Traits potentially contributing to the variation of gm are generally time consuming and complex to quantify (e.g. anatomical leaf traits). This recognition provides incentive to find strong correlates of gm that are more tractable and that can be used as proxies for gm itself. Because gm is an emergent trait, we quantified LMA, LT, LD, and LDMC to test if these traits would provide predictive power to detect variance in gm across cultivars. These traits varied little across cultivars grown in chambers, with only LT and LMA significantly related to gm, or AN for that matter, and the variance in gm explained by LMA was modest (Ω20 = 0.5). This result held in measurements of field-grown plants, although with a much-reduced share of the variance in gm explained (Supplemental Fig.
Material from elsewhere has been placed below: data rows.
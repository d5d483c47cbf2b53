//! Reads the current user's expense entries for a calendar month.

use crate::{
    clock::{Clock, LocalCalendar},
    expense::{ExpenseBackend, ExpenseQuery, ExpenseRow, QueryError, Selection},
    month_window::MonthWindow,
    user::CurrentUser,
};

/// The result of a fetch: `None` when nobody is signed in, otherwise the
/// backend's answer as is.
pub type FetchResult = Option<Result<Vec<ExpenseRow>, QueryError>>;

/// Fetches `price` and `created_at` of the current user's expenses by month.
pub struct EntryFetcher<B, U, C> {
    backend: B,
    user: U,
    calendar: LocalCalendar<C>,
}

impl<B, U, C> EntryFetcher<B, U, C>
where
    B: ExpenseBackend,
    U: CurrentUser,
    C: Clock,
{
    /// Create a fetcher that reads from `backend` on behalf of `user`.
    pub fn new(backend: B, user: U, calendar: LocalCalendar<C>) -> Self {
        Self {
            backend,
            user,
            calendar,
        }
    }

    /// Entries from the first day of this month up to the first day of next month.
    pub async fn fetch_entries_this_month(&self) -> FetchResult {
        self.fetch_entries_in(self.calendar.this_month()).await
    }

    /// Entries from the first day of last month up to the first day of this month.
    pub async fn fetch_entries_last_month(&self) -> FetchResult {
        self.fetch_entries_in(self.calendar.last_month()).await
    }

    async fn fetch_entries_in(&self, window: MonthWindow) -> FetchResult {
        let user_id = self.user.current_user()?;

        let query = ExpenseQuery::for_window(
            Selection::PriceAndCreatedAt,
            user_id,
            window,
            self.calendar.timezone(),
        );
        tracing::debug!("Fetching entries with query {query}");

        Some(self.backend.select_expenses(&query).await)
    }
}
//! A SQLite implementation of [ExpenseBackend].

use std::{
    future::Future,
    sync::{Arc, Mutex},
};

use rusqlite::{Connection, params_from_iter, types::Value};
use time::{
    OffsetDateTime, PrimitiveDateTime, UtcOffset, format_description::BorrowedFormatItem,
    macros::format_description,
};

use crate::{
    Error,
    expense::{ExpenseBackend, ExpenseQuery, ExpenseRow, QueryError},
    user::UserID,
};

/// Storage format for `created_at`, always in UTC, e.g. "2024-03-01T00:00:00.000000Z".
///
/// The width is fixed so that comparing the text compares the instants.
const CREATED_AT_FORMAT: &[BorrowedFormatItem] = format_description!(
    "[year]-[month]-[day]T[hour]:[minute]:[second].[subsecond digits:6]Z"
);

/// Reads expenses from a shared SQLite connection.
#[derive(Debug, Clone)]
pub struct SqliteExpenseBackend {
    connection: Arc<Mutex<Connection>>,
}

impl SqliteExpenseBackend {
    /// Create a backend that reads from `connection`.
    ///
    /// The `expense` table must already exist, see [create_expense_table].
    pub fn new(connection: Arc<Mutex<Connection>>) -> Self {
        Self { connection }
    }

    #[cfg(test)]
    pub(crate) fn connection(&self) -> &Arc<Mutex<Connection>> {
        &self.connection
    }
}

impl ExpenseBackend for SqliteExpenseBackend {
    fn select_expenses(
        &self,
        query: &ExpenseQuery,
    ) -> impl Future<Output = Result<Vec<ExpenseRow>, QueryError>> + Send {
        let connection = self.connection.clone();
        let query = query.clone();

        async move {
            let connection = connection
                .lock()
                .inspect_err(|error| tracing::error!("could not acquire database lock: {error}"))
                .map_err(|_| QueryError::DatabaseLock)?;

            select_expenses(&query, &connection)
        }
    }
}

/// Create the expense table.
///
/// # Errors
///
/// This function will return an error if the SQL query failed.
pub fn create_expense_table(connection: &Connection) -> Result<(), rusqlite::Error> {
    connection.execute(
        "CREATE TABLE IF NOT EXISTS expense (
                id INTEGER PRIMARY KEY,
                user_id INTEGER NOT NULL,
                price REAL NOT NULL,
                created_at TEXT NOT NULL
                )",
        (),
    )?;

    connection.execute(
        "CREATE INDEX IF NOT EXISTS idx_expense_user_created_at
            ON expense(user_id, created_at)",
        (),
    )?;

    Ok(())
}

/// Insert an expense for `user_id` and return its row ID.
///
/// Rows are written by the platform that hosts the table, this exists for
/// seeding test databases.
///
/// # Errors
///
/// Returns a [Error::SqlError] if an SQL related error occurred, or a
/// [Error::Query] if `created_at` cannot be formatted.
pub fn create_expense(
    user_id: UserID,
    price: f64,
    created_at: OffsetDateTime,
    connection: &Connection,
) -> Result<i64, Error> {
    let created_at = format_created_at(created_at)?;

    connection.execute(
        "INSERT INTO expense (user_id, price, created_at) VALUES (?1, ?2, ?3)",
        (user_id.as_i64(), price, created_at),
    )?;

    Ok(connection.last_insert_rowid())
}

fn select_expenses(
    query: &ExpenseQuery,
    connection: &Connection,
) -> Result<Vec<ExpenseRow>, QueryError> {
    let mut conditions = Vec::new();
    let mut params = Vec::new();

    if let Some(user_id) = query.user_id() {
        params.push(Value::Integer(user_id.as_i64()));
        conditions.push(format!("user_id = ?{}", params.len()));
    }

    if let Some(lower) = query.created_at_gte() {
        params.push(Value::Text(format_created_at(lower)?));
        conditions.push(format!("created_at >= ?{}", params.len()));
    }

    if let Some(upper) = query.created_at_lt() {
        params.push(Value::Text(format_created_at(upper)?));
        conditions.push(format!("created_at < ?{}", params.len()));
    }

    let selection = query.selection();
    let mut sql = format!("SELECT {} FROM expense", selection.columns());
    if !conditions.is_empty() {
        sql = format!("{sql} WHERE {}", conditions.join(" AND "));
    }
    sql.push_str(" ORDER BY created_at, id");

    let mut stmt = connection.prepare(&sql)?;
    let raw_rows = stmt
        .query_map(params_from_iter(params), |row| {
            let created_at: Option<String> = if selection.includes_created_at() {
                Some(row.get(1)?)
            } else {
                None
            };

            Ok((row.get::<_, f64>(0)?, created_at))
        })?
        .collect::<Result<Vec<_>, rusqlite::Error>>()?;

    raw_rows
        .into_iter()
        .map(|(price, created_at)| {
            Ok(ExpenseRow {
                price,
                created_at: created_at.as_deref().map(parse_created_at).transpose()?,
            })
        })
        .collect()
}

fn format_created_at(created_at: OffsetDateTime) -> Result<String, QueryError> {
    created_at
        .to_offset(UtcOffset::UTC)
        .format(CREATED_AT_FORMAT)
        .map_err(|_| QueryError::InvalidTimestamp(created_at.to_string()))
}

fn parse_created_at(text: &str) -> Result<OffsetDateTime, QueryError> {
    PrimitiveDateTime::parse(text, CREATED_AT_FORMAT)
        .map(PrimitiveDateTime::assume_utc)
        .map_err(|_| QueryError::InvalidTimestamp(text.to_owned()))
}
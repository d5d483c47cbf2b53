//! Sets up the SQLite database that backs the expense table.

use rusqlite::{Connection, Transaction, TransactionBehavior};

use crate::{Error, expense::create_expense_table};

/// Create all the tables the app reads from, if they do not already exist.
///
/// # Errors
/// Returns an [Error::SqlError] if there is an SQL error.
pub fn initialize(connection: &Connection) -> Result<(), Error> {
    let transaction = Transaction::new_unchecked(connection, TransactionBehavior::Exclusive)?;

    create_expense_table(&transaction)?;

    transaction.commit()?;

    Ok(())
}

#[cfg(test)]
mod tests {
    use rusqlite::Connection;

    use super::initialize;

    #[test]
    fn initialize_is_idempotent() {
        let conn = Connection::open_in_memory().unwrap();

        initialize(&conn).unwrap();
        initialize(&conn).unwrap();

        let count: i64 = conn
            .query_row(
                "SELECT COUNT(*) FROM sqlite_master WHERE type = 'table' AND name = 'expense'",
                [],
                |row| row.get(0),
            )
            .unwrap();
        assert_eq!(count, 1);
    }
}
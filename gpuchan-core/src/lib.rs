//! # gpuchan core
//!
//! Foundational types for the gpuchan channel scheduler: identifiers and
//! stream priorities, the channel message model, per-stream order number
//! tracking, the process-wide sync point manager, layered configuration and
//! tracing setup.
//!
//! ## Architecture
//!
//! - [`types`]: stream, route, channel and sequence identifiers; stream priorities
//! - [`message`]: messages, replies and the queued message envelope
//! - [`order`]: order number generation, tracking and waiting
//! - [`sync_point`]: registry of order trackers sharing one generator
//! - [`config`]: configuration schema, loading and validation
//! - [`telemetry`]: tracing subscriber setup
//! - [`error`]: error types and result handling
//!
//! ```rust
//! use gpuchan_core::{Message, MessageKind, RouteId};
//!
//! let request = Message::sync(RouteId::new(1), MessageKind::Command { opcode: 4 }, 9);
//! let reply = Message::error_reply_to(&request);
//! assert!(reply.reply_error);
//! assert_eq!(reply.sync_id, Some(9));
//! ```

#![deny(unsafe_code)]
#![warn(clippy::all)]

pub mod config;
pub mod error;
pub mod message;
pub mod order;
pub mod prelude;
pub mod sync_point;
pub mod telemetry;
pub mod types;

pub use config::{ChannelConfig, ConfigLoader, LoggingConfig, PreemptionConfig, StreamConfig};
pub use error::{Error, OrderError, Result, RouteError};
pub use message::{CreateCommandBufferParams, Message, MessageEnvelope, MessageKind};
pub use order::{OrderNumberGenerator, OrderTracker, OrderWatcher};
pub use sync_point::SyncPointManager;
pub use types::{ChannelId, RouteId, SequenceId, StreamId, StreamPriority};

/// Library version.
pub const VERSION: &str = env!("CARGO_PKG_VERSION");
//! Order number tracking
//!
//! Every message accepted for a stream gets an order number from a shared
//! [`OrderNumberGenerator`]. The stream's [`OrderTracker`] records which
//! numbers were handed out and how far dispatch has progressed; any number
//! of [`OrderWatcher`]s observe that progress and can wait on it.

use crate::error::OrderError;
use crate::types::SequenceId;
use dashmap::DashMap;
use std::sync::atomic::{AtomicU32, Ordering};
use std::sync::Arc;
use tokio::sync::watch;
use tracing::trace;

/// Source of globally increasing order numbers.
#[derive(Debug)]
pub struct OrderNumberGenerator {
    next: AtomicU32,
}

impl OrderNumberGenerator {
    /// Create a generator whose first number is 1.
    #[must_use]
    pub const fn new() -> Self {
        Self { next: AtomicU32::new(1) }
    }

    /// Hand out the next order number.
    ///
    /// Numbers never wrap: the generator panics once `u32::MAX` is reached.
    pub fn generate(&self) -> u32 {
        match self.next.fetch_update(Ordering::Relaxed, Ordering::Relaxed, |next| next.checked_add(1)) {
            Ok(order_number) => order_number,
            Err(_) => panic!("order numbers exhausted"),
        }
    }

    /// The number the next call to [`generate`](Self::generate) returns.
    #[must_use]
    pub fn peek(&self) -> u32 {
        self.next.load(Ordering::Relaxed)
    }
}

impl Default for OrderNumberGenerator {
    fn default() -> Self {
        Self::new()
    }
}

#[derive(Debug, Clone, Copy, Default, PartialEq, Eq)]
struct Progress {
    processed: u32,
    destroyed: bool,
}

#[derive(Debug)]
struct Shared {
    sequence_id: SequenceId,
    unprocessed: AtomicU32,
    progress: watch::Sender<Progress>,
}

/// Per-stream order number bookkeeping, owned by the stream's queue.
///
/// Mutating calls check their preconditions and panic on violation; they are
/// serialized by the owning queue's lock.
#[derive(Debug)]
pub struct OrderTracker {
    shared: Arc<Shared>,
    generator: Arc<OrderNumberGenerator>,
    registry: Option<Arc<DashMap<SequenceId, OrderWatcher>>>,
    current: u32,
    paused: bool,
}

impl OrderTracker {
    /// Create a tracker drawing numbers from `generator`.
    #[must_use]
    pub fn new(generator: Arc<OrderNumberGenerator>) -> Self {
        let (progress, _) = watch::channel(Progress::default());
        Self {
            shared: Arc::new(Shared {
                sequence_id: SequenceId::next(),
                unprocessed: AtomicU32::new(0),
                progress,
            }),
            generator,
            registry: None,
            current: 0,
            paused: false,
        }
    }

    pub(crate) fn registered(
        generator: Arc<OrderNumberGenerator>,
        registry: Arc<DashMap<SequenceId, OrderWatcher>>,
    ) -> Self {
        let mut tracker = Self::new(generator);
        registry.insert(tracker.sequence_id(), tracker.watcher());
        tracker.registry = Some(registry);
        tracker
    }

    /// Identifier of this tracker in the sync point registry.
    #[must_use]
    pub fn sequence_id(&self) -> SequenceId {
        self.shared.sequence_id
    }

    /// A read-only view of this tracker's progress.
    #[must_use]
    pub fn watcher(&self) -> OrderWatcher {
        OrderWatcher { shared: Arc::clone(&self.shared), progress: self.shared.progress.subscribe() }
    }

    /// Issue the next order number for a newly accepted message.
    pub fn generate_unprocessed_order_number(&self) -> u32 {
        assert!(!self.is_destroyed(), "order number generated on destroyed tracker");
        let order_number = self.generator.generate();
        self.shared.unprocessed.store(order_number, Ordering::Release);
        trace!(sequence = %self.sequence_id(), order_number, "Generated order number");
        order_number
    }

    /// Start or resume processing `order_number`.
    pub fn begin_processing(&mut self, order_number: u32) {
        assert!(!self.is_destroyed(), "order number {order_number} begun on destroyed tracker");
        assert!(
            order_number >= self.current,
            "order number {order_number} begun after {}",
            self.current
        );
        assert!(
            order_number > self.processed(),
            "order number {order_number} already processed"
        );
        self.current = order_number;
        self.paused = false;
    }

    /// Stop processing the current order number without completing it.
    pub fn pause_processing(&mut self, order_number: u32) {
        assert!(!self.is_destroyed(), "order number {order_number} paused on destroyed tracker");
        assert_eq!(order_number, self.current, "paused order number is not current");
        assert!(!self.paused, "order number {order_number} paused twice");
        self.paused = true;
    }

    /// Mark the current order number as fully processed and wake waiters.
    pub fn finish_processing(&mut self, order_number: u32) {
        assert!(!self.is_destroyed(), "order number {order_number} finished on destroyed tracker");
        assert_eq!(order_number, self.current, "finished order number is not current");
        assert!(!self.paused, "order number {order_number} finished while paused");
        self.shared.progress.send_modify(|progress| progress.processed = order_number);
    }

    /// Tear the tracker down; waiters fail with [`OrderError::Destroyed`].
    pub fn destroy(&mut self) {
        assert!(!self.is_destroyed(), "order tracker destroyed twice");
        self.shared.progress.send_modify(|progress| progress.destroyed = true);
        if let Some(registry) = self.registry.take() {
            registry.remove(&self.sequence_id());
        }
    }

    /// Highest order number handed out.
    #[must_use]
    pub fn unprocessed_order_num(&self) -> u32 {
        self.shared.unprocessed.load(Ordering::Acquire)
    }

    /// Highest order number finished.
    #[must_use]
    pub fn processed(&self) -> u32 {
        self.shared.progress.borrow().processed
    }

    /// Order number currently begun, paused or finished last.
    #[must_use]
    pub const fn current(&self) -> u32 {
        self.current
    }

    /// Whether the current order number is paused.
    #[must_use]
    pub const fn is_paused(&self) -> bool {
        self.paused
    }

    #[must_use]
    pub fn is_destroyed(&self) -> bool {
        self.shared.progress.borrow().destroyed
    }
}

/// Cloneable read-only view of one tracker.
#[derive(Debug, Clone)]
pub struct OrderWatcher {
    shared: Arc<Shared>,
    progress: watch::Receiver<Progress>,
}

impl OrderWatcher {
    #[must_use]
    pub fn sequence_id(&self) -> SequenceId {
        self.shared.sequence_id
    }

    /// Highest order number handed out.
    #[must_use]
    pub fn unprocessed(&self) -> u32 {
        self.shared.unprocessed.load(Ordering::Acquire)
    }

    /// Highest order number finished.
    #[must_use]
    pub fn processed(&self) -> u32 {
        self.progress.borrow().processed
    }

    #[must_use]
    pub fn is_destroyed(&self) -> bool {
        self.progress.borrow().destroyed
    }

    /// Resolve once `order_number` has been processed.
    ///
    /// # Errors
    /// [`OrderError::NotIssued`] if the number was never handed out by this
    /// tracker, [`OrderError::Destroyed`] if the tracker goes away first.
    pub async fn wait_for_processed(&self, order_number: u32) -> Result<(), OrderError> {
        let latest = self.unprocessed();
        if order_number > latest && self.processed() < order_number {
            return Err(OrderError::NotIssued { order_number, latest });
        }

        let mut progress = self.progress.clone();
        loop {
            {
                let state = progress.borrow_and_update();
                if state.processed >= order_number {
                    return Ok(());
                }
                if state.destroyed {
                    return Err(OrderError::Destroyed { sequence_id: self.sequence_id() });
                }
            }
            if progress.changed().await.is_err() {
                return Err(OrderError::Destroyed { sequence_id: self.sequence_id() });
            }
        }
    }
}

#[cfg(test)]
mod tests {
    use super::*;
    use std::time::Duration;

    fn tracker() -> OrderTracker {
        OrderTracker::new(Arc::new(OrderNumberGenerator::new()))
    }

    #[test]
    fn test_generator_is_monotonic() {
        let generator = OrderNumberGenerator::new();
        assert_eq!(generator.peek(), 1);
        assert_eq!(generator.generate(), 1);
        assert_eq!(generator.generate(), 2);
        assert_eq!(generator.peek(), 3);
    }

    #[test]
    fn test_begin_pause_resume_finish() {
        let mut tracker = tracker();
        let n = tracker.generate_unprocessed_order_number();

        tracker.begin_processing(n);
        tracker.pause_processing(n);
        assert!(tracker.is_paused());
        assert_eq!(tracker.processed(), 0);

        tracker.begin_processing(n);
        assert!(!tracker.is_paused());
        tracker.finish_processing(n);
        assert_eq!(tracker.processed(), n);
        assert_eq!(tracker.unprocessed_order_num(), n);
    }

    #[test]
    #[should_panic(expected = "already processed")]
    fn test_begin_processed_number_panics() {
        let mut tracker = tracker();
        let n = tracker.generate_unprocessed_order_number();
        tracker.begin_processing(n);
        tracker.finish_processing(n);
        tracker.begin_processing(n);
    }

    #[test]
    #[should_panic(expected = "finished while paused")]
    fn test_finish_while_paused_panics() {
        let mut tracker = tracker();
        let n = tracker.generate_unprocessed_order_number();
        tracker.begin_processing(n);
        tracker.pause_processing(n);
        tracker.finish_processing(n);
    }

    #[test]
    #[should_panic(expected = "destroyed twice")]
    fn test_double_destroy_panics() {
        let mut tracker = tracker();
        tracker.destroy();
        tracker.destroy();
    }

    #[test]
    #[should_panic(expected = "begun on destroyed tracker")]
    fn test_begin_after_destroy_panics() {
        let mut tracker = tracker();
        let order_number = tracker.generate_unprocessed_order_number();
        tracker.destroy();
        tracker.begin_processing(order_number);
    }

    #[test]
    #[should_panic(expected = "paused on destroyed tracker")]
    fn test_pause_after_destroy_panics() {
        let mut tracker = tracker();
        let order_number = tracker.generate_unprocessed_order_number();
        tracker.begin_processing(order_number);
        tracker.destroy();
        tracker.pause_processing(order_number);
    }

    #[test]
    #[should_panic(expected = "finished on destroyed tracker")]
    fn test_finish_after_destroy_panics() {
        let mut tracker = tracker();
        let order_number = tracker.generate_unprocessed_order_number();
        tracker.begin_processing(order_number);
        tracker.destroy();
        tracker.finish_processing(order_number);
    }

    #[test]
    fn test_destroyed_tracker_keeps_progress() {
        let mut tracker = tracker();
        let order_number = tracker.generate_unprocessed_order_number();
        let watcher = tracker.watcher();
        tracker.destroy();

        let result = std::panic::catch_unwind(std::panic::AssertUnwindSafe(|| {
            tracker.begin_processing(order_number);
            tracker.finish_processing(order_number);
        }));
        assert!(result.is_err());
        assert_eq!(watcher.processed(), 0);
    }

    #[test]
    fn test_generator_reaches_max_minus_one() {
        let generator = OrderNumberGenerator { next: AtomicU32::new(u32::MAX - 1) };
        assert_eq!(generator.generate(), u32::MAX - 1);
        assert_eq!(generator.peek(), u32::MAX);
    }

    #[test]
    #[should_panic(expected = "order numbers exhausted")]
    fn test_generator_never_wraps() {
        let generator = OrderNumberGenerator { next: AtomicU32::new(u32::MAX) };
        generator.generate();
    }

    #[tokio::test]
    async fn test_wait_for_processed_resolves() {
        let mut tracker = tracker();
        let first = tracker.generate_unprocessed_order_number();
        let second = tracker.generate_unprocessed_order_number();
        let watcher = tracker.watcher();

        let waiter = tokio::spawn(async move { watcher.wait_for_processed(second).await });
        tokio::task::yield_now().await;

        tracker.begin_processing(first);
        tracker.finish_processing(first);
        tracker.begin_processing(second);
        tracker.finish_processing(second);

        let result = tokio::time::timeout(Duration::from_secs(1), waiter).await.unwrap().unwrap();
        assert_eq!(result, Ok(()));
    }

    #[tokio::test]
    async fn test_wait_fails_when_destroyed() {
        let mut tracker = tracker();
        let n = tracker.generate_unprocessed_order_number();
        let watcher = tracker.watcher();

        let waiter = tokio::spawn(async move { watcher.wait_for_processed(n).await });
        tokio::task::yield_now().await;
        tracker.destroy();

        let result = waiter.await.unwrap();
        assert!(matches!(result, Err(OrderError::Destroyed { .. })));
    }

    #[tokio::test]
    async fn test_wait_for_unissued_number() {
        let tracker = tracker();
        let n = tracker.generate_unprocessed_order_number();
        let result = tracker.watcher().wait_for_processed(n + 10).await;
        assert_eq!(result, Err(OrderError::NotIssued { order_number: n + 10, latest: n }));
    }
}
S8). To our knowledge, the gm-LMA relationship across crop genotypes has only been reported in two other studies, and both report a negative correlation among genotypes (Galmés et al., 2011; Gu et al., 2012). If the effect of growth stage had not been accounted for in our analysis of the field data set, the gm-LMA relationship also would be interpreted as negative, while the true relationship among cultivars in our study was always positive.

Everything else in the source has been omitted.